Requirement — Which lines below hold the word "InvalidSchema"? Copy all of them.

Extracted material —
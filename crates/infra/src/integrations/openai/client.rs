/// OpenAI-compatible client implementing the forecast text generator
use async_trait::async_trait;
use daybook_core::forecast::TextGenerator;
use daybook_domain::constants::{DEFAULT_GENERATION_API_URL, DEFAULT_GENERATION_MODEL};
use daybook_domain::{DaybookError, Result as DomainResult};
use reqwest::header::RETRY_AFTER;
use reqwest::Method;
use tracing::{debug, info};

use super::types::{ChatCompletionRequest, ChatCompletionResponse, ChatMessage, GenerationClientError};
use crate::http::HttpClient;

const DEFAULT_MAX_TOKENS: u32 = 2_000;
const DEFAULT_TEMPERATURE: f32 = 0.7;
const DEFAULT_RETRY_AFTER_SECS: u64 = 60;
const SYSTEM_PROMPT: &str = "You are a thoughtful life-planning assistant. You answer with JSON only.";

/// Chat Completions client used to generate forecasts
pub struct OpenAIClient {
    http_client: HttpClient,
    api_key: String,
    model: String,
    api_url: String,
}

impl OpenAIClient {
    /// Create a new client
    ///
    /// # Arguments
    /// * `api_key` - Bearer key for the API; an empty key fails every call
    /// * `http_client` - HTTP client with retry logic
    pub fn new(api_key: String, http_client: HttpClient) -> Self {
        Self {
            http_client,
            api_key,
            model: DEFAULT_GENERATION_MODEL.to_string(),
            api_url: DEFAULT_GENERATION_API_URL.to_string(),
        }
    }

    /// Use a different model
    pub fn with_model(mut self, model: impl Into<String>) -> Self {
        self.model = model.into();
        self
    }

    /// Point the client at a different OpenAI-compatible endpoint
    pub fn with_api_url(mut self, url: impl Into<String>) -> Self {
        self.api_url = url.into();
        self
    }

    /// Send `prompt` and return the raw completion text
    ///
    /// # Errors
    /// Returns `GenerationClientError` for network failures, API errors, or
    /// responses without content
    pub async fn complete(&self, prompt: &str) -> Result<String, GenerationClientError> {
        if self.api_key.trim().is_empty() {
            return Err(GenerationClientError::Authentication("API key not configured".into()));
        }

        let request_payload = ChatCompletionRequest {
            model: self.model.clone(),
            messages: vec![
                ChatMessage { role: "system".to_string(), content: SYSTEM_PROMPT.to_string() },
                ChatMessage { role: "user".to_string(), content: prompt.to_string() },
            ],
            max_tokens: DEFAULT_MAX_TOKENS,
            temperature: DEFAULT_TEMPERATURE,
        };

        let request_builder = self
            .http_client
            .request(Method::POST, &self.api_url)
            .bearer_auth(&self.api_key)
            .json(&request_payload);

        let response = self
            .http_client
            .send(request_builder)
            .await
            .map_err(|err| GenerationClientError::Network(err.message().to_string()))?;

        let status = response.status();
        debug!(status = status.as_u16(), "Received generation API response");

        if !status.is_success() {
            return Err(handle_error_status(status.as_u16(), response).await);
        }

        let chat_response: ChatCompletionResponse = response.json().await.map_err(|e| {
            GenerationClientError::InvalidSchema(format!("Failed to parse response: {}", e))
        })?;

        if let Some(usage) = &chat_response.usage {
            info!(
                model = %self.model,
                tokens = usage.total_tokens,
                prompt_tokens = usage.prompt_tokens,
                completion_tokens = usage.completion_tokens,
                "Forecast completion received"
            );
        }

        chat_response
            .choices
            .into_iter()
            .next()
            .and_then(|choice| choice.message.content)
            .filter(|content| !content.trim().is_empty())
            .ok_or_else(|| {
                GenerationClientError::InvalidSchema("Response contained no content".to_string())
            })
    }
}

#[async_trait]
impl TextGenerator for OpenAIClient {
    async fn generate(&self, prompt: &str) -> DomainResult<String> {
        self.complete(prompt).await.map_err(DaybookError::from)
    }
}

/// Handle HTTP error status codes
async fn handle_error_status(status: u16, response: reqwest::Response) -> GenerationClientError {
    let retry_after = response
        .headers()
        .get(RETRY_AFTER)
        .and_then(|value| value.to_str().ok())
        .and_then(|value| value.trim().parse::<u64>().ok());
    let message = response.text().await.unwrap_or_else(|_| "Unknown error".to_string());

    match status {
        401 | 403 => GenerationClientError::Authentication(format!("Invalid API key ({})", status)),
        429 => GenerationClientError::RateLimit(retry_after.unwrap_or(DEFAULT_RETRY_AFTER_SECS)),
        _ => GenerationClientError::Api { status, message },
    }
}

Problem solution —
            GenerationClientError::InvalidSchema(format!("Failed to parse response: {}", e))
                GenerationClientError::InvalidSchema("Response contained no content".to_string())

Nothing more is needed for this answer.